何も知らない僕たちは
夢小説設定
ご利用の端末、あるいはブラウザ設定では夢小説機能をご利用になることができません。
古いスマートフォン端末や、一部ブラウザのプライベートブラウジング機能をご利用の際は、機能に制限が掛かることがございます。
私はずっと隠していました。この森に来てつい最初に今まで私の身に何があったのか私は知っていました。ですが単純にお話しするのが怖かったのです。もし真実を知ったら私の居場所は無くなるのではないかと。
ですが貴方にここにいていいと言われてしまえば、もうお話しせざるを得なくなってしまいましたね。
それは時の定めという意味でもありますし、貴方に寄せる信頼という意味でもあります。
私は生まれつき、耳が聞こえません
みんなが普通に聞いている雑音、鳥たちの鳴き声、木々のざわめき、そして貴方たち目の前にいる相手の声すらも一度も聞いたことはありません。
そして私は確かにあそこで死んだはずなのです。
私はごく普通の家庭に生まれました。私が生まれて初めは両親とも障害があろうと二人で頑張って育てようと誓い合ったらしいです。
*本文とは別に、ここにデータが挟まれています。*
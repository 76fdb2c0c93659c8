//! Fill engine - one sequential pass of field fills over a foreign form
//!
//! Layers, leaf first:
//! - [`probes`]: readiness waits (element, load mask, grid settle, modal, row selection)
//! - [`fillers`]: plain, date and dropdown fields
//! - [`reference`]: the reference picker protocol
//! - [`runner`]: the orchestrator walking a [`TaskList`]
//! - [`aggregator`]: the [`FillTally`] that becomes the pass's [`FillOutcome`]
//!
//! [`FillEngineBuilder`] wires a [`form_driver::FormDriver`], a [`ReportSink`]
//! and a [`FillPolicy`] together.

pub mod aggregator;
pub mod api;
pub mod errors;
pub mod fillers;
pub mod model;
pub mod policy;
pub mod ports;
pub mod probes;
pub mod reference;
pub mod tasks;

mod runner;

pub use aggregator::{display_for, FillTally};
pub use api::{FillEngine, FillEngineBuilder};
pub use errors::{BuildError, FillError, Phase, PolicyError, ProbeError, RequestError};
pub use model::{
    CodedRecord, DisplayMessage, FieldKind, FieldReport, FieldStatus, FieldTask, FillOutcome,
    FillRequest, ProfileClass, SecondaryData, SummaryRecord, WaitProfile,
};
pub use policy::{FillPolicy, ProbeTimeouts, WaitProfiles};
pub use ports::{NullSink, ReportSink};
pub use probes::{detect_form, Presence};
pub use reference::{PickerState, ReferencePickerSession};
pub use tasks::TaskList;
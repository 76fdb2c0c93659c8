//! Report sink that writes pass results to a terminal or a buffer

use std::io::{self, Write};

use async_trait::async_trait;
use fill_engine::{CodedRecord, DisplayMessage, FieldStatus, FillOutcome, ReportSink};
use parking_lot::Mutex;
use serde::Serialize;
use serde_json::Value;
use tracing::warn;

use crate::cli::output::OutputFormat;

/// Tagged envelope so a consumer of the JSON/YAML stream can tell the two
/// messages of a pass apart.
#[derive(Serialize)]
#[serde(tag = "message", rename_all = "snake_case")]
enum Report<'a> {
    Outcome(&'a FillOutcome),
    Display(&'a DisplayMessage),
}

pub struct PrintSink<W = io::Stdout> {
    format: OutputFormat,
    out: Mutex<W>,
}

impl PrintSink {
    pub fn stdout(format: OutputFormat) -> Self {
        Self::new(io::stdout(), format)
    }
}

impl<W: Write + Send> PrintSink<W> {
    pub fn new(out: W, format: OutputFormat) -> Self {
        Self {
            format,
            out: Mutex::new(out),
        }
    }

    fn emit(&self, report: Report<'_>) {
        let rendered = match self.format {
            OutputFormat::Human => Ok(human(&report)),
            OutputFormat::Json => serde_json::to_string(&report).map_err(|err| err.to_string()),
            OutputFormat::Yaml => serde_yaml::to_string(&report)
                .map(|doc| format!("---\n{}", doc.trim_end()))
                .map_err(|err| err.to_string()),
        };
        match rendered {
            Ok(text) => {
                let mut out = self.out.lock();
                if let Err(err) = writeln!(out, "{text}").and_then(|_| out.flush()) {
                    warn!(error = %err, "failed to write report");
                }
            }
            Err(err) => warn!(error = %err, "failed to render report"),
        }
    }
}

impl PrintSink<Vec<u8>> {
    pub fn buffered(format: OutputFormat) -> Self {
        Self::new(Vec::new(), format)
    }

    pub fn text(&self) -> String {
        String::from_utf8_lossy(&self.out.lock()).into_owned()
    }
}

#[async_trait]
impl<W: Write + Send> ReportSink for PrintSink<W> {
    async fn outcome(&self, outcome: &FillOutcome) {
        self.emit(Report::Outcome(outcome));
    }

    async fn display(&self, message: &DisplayMessage) {
        self.emit(Report::Display(message));
    }
}

fn human(report: &Report<'_>) -> String {
    match report {
        Report::Outcome(outcome) => human_outcome(outcome),
        Report::Display(message) => human_display(message),
    }
}

fn human_outcome(outcome: &FillOutcome) -> String {
    let mut lines = Vec::new();
    let verdict = match (outcome.success(), outcome.all_fields_resolved()) {
        (true, true) => "filled, every field resolved",
        (true, false) => "filled, some fields unresolved",
        (false, _) => "FAILED",
    };
    lines.push(format!("Pass {}: {}", outcome.pass_id(), verdict));
    for report in outcome.fields() {
        let status = match report.status {
            FieldStatus::Filled => "filled",
            FieldStatus::NotFound => "not found",
            FieldStatus::NotOffered => "not offered",
        };
        lines.push(format!("  {:<40} {:<10} {}", report.field, report.kind, status));
    }
    if let Some(error) = outcome.error() {
        lines.push(format!(
            "  error ({}): {}",
            outcome.error_kind().unwrap_or("unknown"),
            error
        ));
    }
    lines.join("\n")
}

fn human_display(message: &DisplayMessage) -> String {
    let mut lines = vec![message.title.clone()];
    push_records(&mut lines, "Operations", &message.operations);
    push_records(&mut lines, "Diagnoses", &message.diagnoses);
    if let Some(summary) = &message.summary {
        lines.push("Summary:".to_string());
        for (name, value) in summary {
            let value = match value {
                Value::Null => "-".to_string(),
                Value::String(text) => text.clone(),
                other => other.to_string(),
            };
            lines.push(format!("  {}: {}", name, value));
        }
    }
    lines.join("\n")
}

fn push_records(lines: &mut Vec<String>, heading: &str, records: &[CodedRecord]) {
    if records.is_empty() {
        return;
    }
    lines.push(format!("{heading}:"));
    for record in records {
        lines.push(format!("  {} {}", record.code, record.name));
    }
}
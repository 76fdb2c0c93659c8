use std::sync::Arc;

use async_trait::async_trait;
use fill_engine::{
    DisplayMessage, FieldStatus, FieldTask, FillEngineBuilder, FillOutcome, FillPolicy,
    FillRequest, ProfileClass, ReportSink, TaskList,
};
use form_driver::{Catalog, DriverCall, MemoryForm, Query, Signal};
use formpilot_core_types::FieldId;
use parking_lot::Mutex;

#[derive(Default)]
struct RecordingSink {
    outcomes: Mutex<Vec<FillOutcome>>,
    displays: Mutex<Vec<DisplayMessage>>,
}

#[async_trait]
impl ReportSink for RecordingSink {
    async fn outcome(&self, outcome: &FillOutcome) {
        self.outcomes.lock().push(outcome.clone());
    }

    async fn display(&self, message: &DisplayMessage) {
        self.displays.lock().push(message.clone());
    }
}

fn id(raw: &str) -> FieldId {
    FieldId::parse(raw).unwrap()
}

fn codes(latency_ms: u64) -> Catalog {
    Catalog::new(["Код", "Наименование"])
        .row(["1", "Плановая"])
        .row(["2", "Экстренная"])
        .row(["21", "Неотложная"])
        .latency_ms(latency_ms)
}

/// A trimmed-down hospitalization form: two references, a date and plain inputs.
fn case_form() -> Arc<MemoryForm> {
    Arc::new(
        MemoryForm::builder()
            .reference("VidMpV008", codes(700))
            .reference(
                "HospitalizationInfoSubdivision",
                Catalog::new(["Краткое наименование"])
                    .row(["Хирургия"])
                    .row(["Терапия"])
                    .latency_ms(300),
            )
            .input("DateBirth")
            .input("Enp")
            .input("CardNumber")
            .build(),
    )
}

fn case_tasks() -> TaskList {
    TaskList::new(vec![
        FieldTask::reference(id("VidMpV008"), "Код").mandatory(),
        FieldTask::reference(id("HospitalizationInfoSubdivision"), "Краткое наименование")
            .mandatory(),
        FieldTask::date(id("DateBirth")).profile(ProfileClass::Fast),
        FieldTask::plain(id("Enp")).profile(ProfileClass::Fast),
        FieldTask::plain(id("Gender")).profile(ProfileClass::Fast),
        FieldTask::plain(id("CardNumber")).profile(ProfileClass::Fast),
    ])
    .unwrap()
}

/// Order in which fields were first addressed by the engine.
fn touch_order(form: &MemoryForm, candidates: &[&str]) -> Vec<String> {
    let mut order: Vec<String> = Vec::new();
    for call in form.calls() {
        for name in candidates {
            if call.touches(name) && !order.iter().any(|seen| seen == name) {
                order.push(name.to_string());
            }
        }
    }
    order
}

#[tokio::test(start_paused = true)]
async fn fills_in_task_order_regardless_of_request_order() {
    let form = case_form();
    let sink = Arc::new(RecordingSink::default());
    let engine = FillEngineBuilder::new(FillPolicy::default())
        .with_tasks(case_tasks())
        .with_driver(form.clone())
        .with_sink(sink.clone())
        .build()
        .unwrap();

    let request = FillRequest::from_json(
        r#"{
            "CardNumber": "A-100",
            "Enp": "7751234567890123",
            "input[name='DateBirth']": "01.02.1980",
            "input[name='HospitalizationInfoSubdivision']": "Хирургия",
            "input[name='VidMpV008']": "2"
        }"#,
    )
    .unwrap();

    let outcome = engine.fill(&request).await;

    assert!(outcome.success(), "{:?}", outcome.error());
    assert!(outcome.all_fields_resolved());
    assert_eq!(form.field_value("VidMpV008").as_deref(), Some("2"));
    assert_eq!(
        form.field_value("HospitalizationInfoSubdivision").as_deref(),
        Some("Хирургия")
    );
    assert_eq!(form.field_value("DateBirth").as_deref(), Some("01.02.1980"));
    assert_eq!(
        touch_order(
            &form,
            &["VidMpV008", "HospitalizationInfoSubdivision", "DateBirth", "Enp", "CardNumber"]
        ),
        vec!["VidMpV008", "HospitalizationInfoSubdivision", "DateBirth", "Enp", "CardNumber"]
    );
    assert_eq!(sink.outcomes.lock().len(), 1);
    assert!(sink.displays.lock().is_empty());
}

#[tokio::test(start_paused = true)]
async fn absent_fields_are_never_queried_and_filled_fields_once() {
    let form = case_form();
    let engine = FillEngineBuilder::new(FillPolicy::default())
        .with_tasks(case_tasks())
        .with_driver(form.clone())
        .build()
        .unwrap();
    let request = FillRequest::new().with_value(id("Enp"), "7751234567890123");

    let outcome = engine.fill(&request).await;

    assert!(outcome.success());
    assert_eq!(outcome.fields().len(), 1);
    for name in ["VidMpV008", "HospitalizationInfoSubdivision", "DateBirth", "Gender", "CardNumber"] {
        assert!(
            !form.calls().iter().any(|call| call.touches(name)),
            "{name} was queried"
        );
    }
    let set_calls = form
        .calls()
        .iter()
        .filter(|call| matches!(call, DriverCall::SetValue(el, _) if el.0 == "field:Enp"))
        .count();
    assert_eq!(set_calls, 1);
}

#[tokio::test(start_paused = true)]
async fn optional_plain_field_missing_from_form_is_not_fatal() {
    let form = case_form();
    let engine = FillEngineBuilder::new(FillPolicy::default())
        .with_tasks(case_tasks())
        .with_driver(form.clone())
        .build()
        .unwrap();
    let request = FillRequest::new()
        .with_value(id("Enp"), "7751234567890123")
        .with_value(id("Gender"), "М");

    let outcome = engine.fill(&request).await;

    assert!(outcome.success());
    assert!(!outcome.all_fields_resolved());
    let gender = outcome
        .fields()
        .iter()
        .find(|report| report.field == id("Gender"))
        .unwrap();
    assert_eq!(gender.status, FieldStatus::NotFound);
    assert_eq!(form.field_value("Enp").as_deref(), Some("7751234567890123"));
}

#[tokio::test(start_paused = true)]
async fn mandatory_reference_without_matching_rows_fails_the_pass() {
    let form = case_form();
    let sink = Arc::new(RecordingSink::default());
    let engine = FillEngineBuilder::new(FillPolicy::default())
        .with_tasks(case_tasks())
        .with_driver(form.clone())
        .with_sink(sink.clone())
        .build()
        .unwrap();
    let request = FillRequest::from_json(
        r#"{"VidMpV008": "77", "Enp": "7751234567890123", "operations": [{"code": "A1", "name": "x"}]}"#,
    )
    .unwrap();

    let outcome = engine.fill(&request).await;

    assert!(!outcome.success());
    assert_eq!(outcome.error_kind(), Some("protocol_violation"));
    assert!(outcome.error().unwrap().contains("VidMpV008"));
    assert!(outcome.secondary().is_none());
    assert_eq!(form.field_value("Enp").as_deref(), Some(""));
    assert!(sink.displays.lock().is_empty());
    assert_eq!(sink.outcomes.lock().len(), 1);
}

#[tokio::test(start_paused = true)]
async fn lone_plain_fields_never_open_a_picker() {
    let form = Arc::new(MemoryForm::builder().input("field.lastName").build());
    let tasks = TaskList::new(vec![
        FieldTask::plain(id("field.lastName")),
        FieldTask::plain(id("field.cardNumber")),
    ])
    .unwrap();
    let engine = FillEngineBuilder::new(FillPolicy::default())
        .with_tasks(tasks)
        .with_driver(form.clone())
        .build()
        .unwrap();
    let request =
        FillRequest::from_json(r#"{"field.lastName": "Petrov", "field.cardNumber": ""}"#).unwrap();

    let outcome = engine.fill(&request).await;

    assert!(outcome.success());
    assert!(!outcome.all_fields_resolved());
    assert_eq!(form.field_value("field.lastName").as_deref(), Some("Petrov"));
    assert_eq!(
        form.field_signals("field.lastName"),
        vec![Signal::Input, Signal::Change, Signal::Blur]
    );
    assert!(!form.calls().iter().any(|call| matches!(
        call,
        DriverCall::Find(Query::Modal { .. })
            | DriverCall::Find(Query::ColumnFilter { .. })
            | DriverCall::Count(Query::GridRows)
    )));
}

#[tokio::test(start_paused = true)]
async fn repeated_pass_is_idempotent() {
    let form = case_form();
    let sink = Arc::new(RecordingSink::default());
    let engine = FillEngineBuilder::new(FillPolicy::default())
        .with_tasks(case_tasks())
        .with_driver(form.clone())
        .with_sink(sink.clone())
        .build()
        .unwrap();
    let request = FillRequest::from_json(
        r#"{
            "VidMpV008": "21",
            "Enp": "7751234567890123",
            "Gender": "Ж",
            "diagnoses": [{"code": "K35.8", "name": "Острый аппендицит"}]
        }"#,
    )
    .unwrap();

    let first = engine.fill(&request).await;
    let values = form.values();
    let second = engine.fill(&request).await;

    assert_eq!(first.success(), second.success());
    assert_eq!(first.all_fields_resolved(), second.all_fields_resolved());
    assert_eq!(first.fields(), second.fields());
    assert_ne!(first.pass_id(), second.pass_id());
    assert_eq!(form.values(), values);
    assert_eq!(form.field_value("VidMpV008").as_deref(), Some("21"));

    let displays = sink.displays.lock();
    assert_eq!(displays.len(), 2);
    assert_eq!(displays[0].title, "Форма заполнена");
    assert_eq!(displays[0].diagnoses[0].code, "K35.8");
}

#[tokio::test]
async fn builder_rejects_invalid_policy_and_missing_driver() {
    let mut policy = FillPolicy::default();
    policy.profiles.slow.stable_delay_ms = policy.profiles.slow.timeout_ms;
    let form = Arc::new(MemoryForm::builder().build());
    let err = FillEngineBuilder::new(policy)
        .with_driver(form)
        .build()
        .err()
        .unwrap();
    assert!(err.to_string().contains("slow"));

    let err = FillEngineBuilder::new(FillPolicy::default())
        .build()
        .err()
        .unwrap();
    assert_eq!(err.to_string(), "a form driver is required");
}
ですがうまくいきませんでした。お父さんという立場の人は私が小学生の時にいなくなりました。何故こうなってしまったのか子供の私にはわかりませんでした。その原因が私だということを後々知るのですが…
小学校に入学した時、もう二人の間はもうすでにピリピリしていたので世間体をはばかるため、支援学校ではなく普通の学校に通わされました。みんなきっといい子であるはずなのですが欠けている私にはここで生活するには苦痛でした。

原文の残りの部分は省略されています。